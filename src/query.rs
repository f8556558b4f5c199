//! Catalog Query

use std::fmt;

/// Document type holding catalog products.
pub const PRODUCT_DOCUMENT_TYPE: &str = "product";

/// Fields projected for every product, in wire order.
pub const PRODUCT_PROJECTION: [&str; 7] = [
    "_id",
    "title",
    "price",
    "description",
    "discountPercentage",
    "productImage",
    "tags",
];

/// Read-only GROQ query selecting documents of one type with a fixed projection.
#[derive(Debug, Clone, Copy, PartialEq, Eq)]
pub struct ProductQuery {
    document_type: &'static str,
    projection: &'static [&'static str],
}

impl ProductQuery {
    /// Every product document, unfiltered, unsorted and unpaginated.
    pub const fn all() -> Self {
        Self {
            document_type: PRODUCT_DOCUMENT_TYPE,
            projection: &PRODUCT_PROJECTION,
        }
    }

    /// Render the query string sent to the backend.
    pub fn to_groq(&self) -> String {
        format!(
            "*[_type == \"{}\"] {{ {} }}",
            self.document_type,
            self.projection.join(", ")
        )
    }
}

impl fmt::Display for ProductQuery {
    fn fmt(&self, f: &mut fmt::Formatter<'_>) -> fmt::Result {
        f.write_str(&self.to_groq())
    }
}

#[cfg(test)]
mod tests {
    use super::*;

    #[test]
    fn all_products_query() {
        assert_eq!(
            ProductQuery::all().to_groq(),
            r#"*[_type == "product"] { _id, title, price, description, discountPercentage, productImage, tags }"#
        );
    }

    #[test]
    fn projection_omits_is_new_flag() {
        assert!(!ProductQuery::all().to_groq().contains("isNew"));
    }

    #[test]
    fn display_matches_groq() {
        let query = ProductQuery::all();

        assert_eq!(query.to_string(), query.to_groq());
    }
}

----

* [PROMPT]
Each entry above is to be quoted exactly.

* [SOLUTION TO THE EXERCISE]
filename src/query.rs
repository f8556558b4f5c199
//! Catalog Query

use std::fmt;

/// Document type holding catalog products.
pub const PRODUCT_DOCUMENT_TYPE: &str = "product";

/// Fields projected for every product, in wire order.
pub const PRODUCT_PROJECTION: [&str; 7] = [
    "_id",
    "title",
    "price",
    "description",
    "discountPercentage",
    "productImage",
    "tags",
];

/// Read-only GROQ query selecting documents of one type with a fixed projection.
#[derive(Debug, Clone, Copy, PartialEq, Eq)]
pub struct ProductQuery {
    document_type: &'static str,
    projection: &'static [&'static str],
}

impl ProductQuery {
    /// Every product document, unfiltered, unsorted and unpaginated.
    pub const fn all() -> Self {
        Self {
            document_type: PRODUCT_DOCUMENT_TYPE,
            projection: &PRODUCT_PROJECTION,
        }
    }

    /// Render the query string sent to the backend.
    pub fn to_groq(&self) -> String {
        format!(
            "*[_type == \"{}\"] {{ {} }}",
            self.document_type,
            self.projection.join(", ")
        )
    }
}

impl fmt::Display for ProductQuery {
    fn fmt(&self, f: &mut fmt::Formatter<'_>) -> fmt::Result {
        f.write_str(&self.to_groq())
    }
}

#[cfg(test)]
mod tests {
    use super::*;

    #[test]
    fn all_products_query() {
        assert_eq!(
            ProductQuery::all().to_groq(),
            r#"*[_type == "product"] { _id, title, price, description, discountPercentage, productImage, tags }"#
        );
    }

    #[test]
    fn projection_omits_is_new_flag() {
        assert!(!ProductQuery::all().to_groq().contains("isNew"));
    }

    #[test]
    fn display_matches_groq() {
        let query = ProductQuery::all();

        assert_eq!(query.to_string(), query.to_groq());
    }
}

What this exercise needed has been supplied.